Use partitioned data. If a partition field is defined, this option ensures that data from only the training partition is used to build the model.
Standardize numeric fields. By default, TwoStep will standardize all numeric input fields to the same scale, with a mean of 0 and a variance of 1. To retain the original scaling for numeric fields, deselect this option. Symbolic fields are not affected.
Exclude outliers. If you select this option, records that don't seem to fit into a substantive cluster will be automatically excluded from the analysis. This prevents such cases from distorting the results.
Outlier detection occurs during the preclustering step. When this option is selected, subclusters with few records relative to other subclusters are considered potential outliers, and the tree of subclusters is rebuilt excluding those records. The size below which subclusters are considered to contain potential outliers is controlled by the Percentage option. Some of those potential outlier records can be added to the rebuilt subclusters if they are similar enough to any of the new subcluster profiles. The rest of the potential outliers that cannot be merged are considered outliers and are added to a "noise" cluster and excluded from the hierarchical clustering step.
When scoring data with a TwoStep model that uses outlier handling, new cases that are more than a certain threshold distance (based on the log-likelihood) from the nearest substantive cluster are considered outliers and are assigned to the "noise" cluster with the name -1.
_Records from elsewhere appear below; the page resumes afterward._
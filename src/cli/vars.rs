//! Print the precomputed template variables.
//!
//! ```bash
//! K0S_VERSION=v1.28.4+k0s.0 docvars vars
//! # k0s_docker_version = v1.28.4-k0s.0
//! # k0s_version = v1.28.4+k0s.0
//! # k8s_version = v1.28.4
//! ```

use anyhow::Result;
use clap::Args;

use super::common::{OutputFormat, build_variables, format_pairs};
use crate::config::DocsConfig;

#[derive(Args, Debug)]
pub struct VarsCommand {
    /// Output format
    #[arg(long, value_enum, default_value = "text")]
    format: OutputFormat,
}

impl VarsCommand {
    pub fn execute(self, config: &DocsConfig) -> Result<()> {
        let variables = build_variables(config)?;
        let values = variables.values();
        print!(
            "{}",
            format_pairs(values.iter().map(|(k, v)| (k.as_str(), v.as_str())), self.format)?
        );
        Ok(())
    }
}
//! The immutable name → value table produced by the extractor.

use serde::Serialize;
use std::collections::BTreeMap;

use crate::core::DocvarsError;
use crate::utils::find_similar_names;

/// Mapping from declaration name to its extracted string value.
///
/// Built once by [`extract_literals`](super::extract_literals) and never mutated
/// afterwards. Names are kept sorted so listings are deterministic.
#[derive(Debug, Clone, Default, PartialEq, Eq, Serialize)]
#[serde(transparent)]
pub struct LiteralTable {
    entries: BTreeMap<String, String>,
}

impl LiteralTable {
    pub(crate) fn from_entries(entries: BTreeMap<String, String>) -> Self {
        Self {
            entries,
        }
    }

    /// Look up a literal, failing loudly when the name is unknown.
    ///
    /// # Errors
    ///
    /// Returns [`DocvarsError::MissingKey`] with close matches attached when
    /// `name` was not extracted from the source file.
    pub fn lookup(&self, name: &str) -> Result<&str, DocvarsError> {
        self.entries.get(name).map(String::as_str).ok_or_else(|| DocvarsError::MissingKey {
            name: name.to_string(),
            table: "literal".to_string(),
            suggestions: find_similar_names(name, self.entries.keys().map(String::as_str)),
        })
    }

    /// Optional lookup for callers that handle absence themselves.
    pub fn get(&self, name: &str) -> Option<&str> {
        self.entries.get(name).map(String::as_str)
    }

    pub fn len(&self) -> usize {
        self.entries.len()
    }

    pub fn is_empty(&self) -> bool {
        self.entries.is_empty()
    }

    /// Iterate over `(name, value)` pairs sorted by name.
    pub fn iter(&self) -> impl Iterator<Item = (&str, &str)> {
        self.entries.iter().map(|(k, v)| (k.as_str(), v.as_str()))
    }
}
Cluster label. Specify the format for the generated cluster membership field. Cluster
membership can be indicated as a String with the specified Label
prefix (for example, "Cluster 1"
, "Cluster 2"
, and so
on) or as a Number.
Automatically calculate number of clusters. TwoStep cluster can very rapidly analyze a large number of cluster solutions to choose the optimal number of clusters for the training data. Specify a range of solutions to try by setting the Maximum and the Minimum number of clusters.
Specify number of clusters. If you know how many clusters to include in your model, select this option and enter the number of clusters.
Distance measure. This selection determines how the similarity between two clusters is computed.
- Log-likelihood. The likelihood measure places a probability distribution on the variables. Continuous variables are assumed to be normally distributed, while categorical variables are assumed to be multinomial. All variables are assumed to be independent.
- Euclidean. The Euclidean measure is the "straight line" distance between two clusters. It can be used only when all of the variables are continuous.
Clustering Criterion. This selection determines how the automatic clustering algorithm determines the number of clusters. Either the Bayesian Information Criterion (BIC) or the Akaike Information Criterion (AIC) can be specified.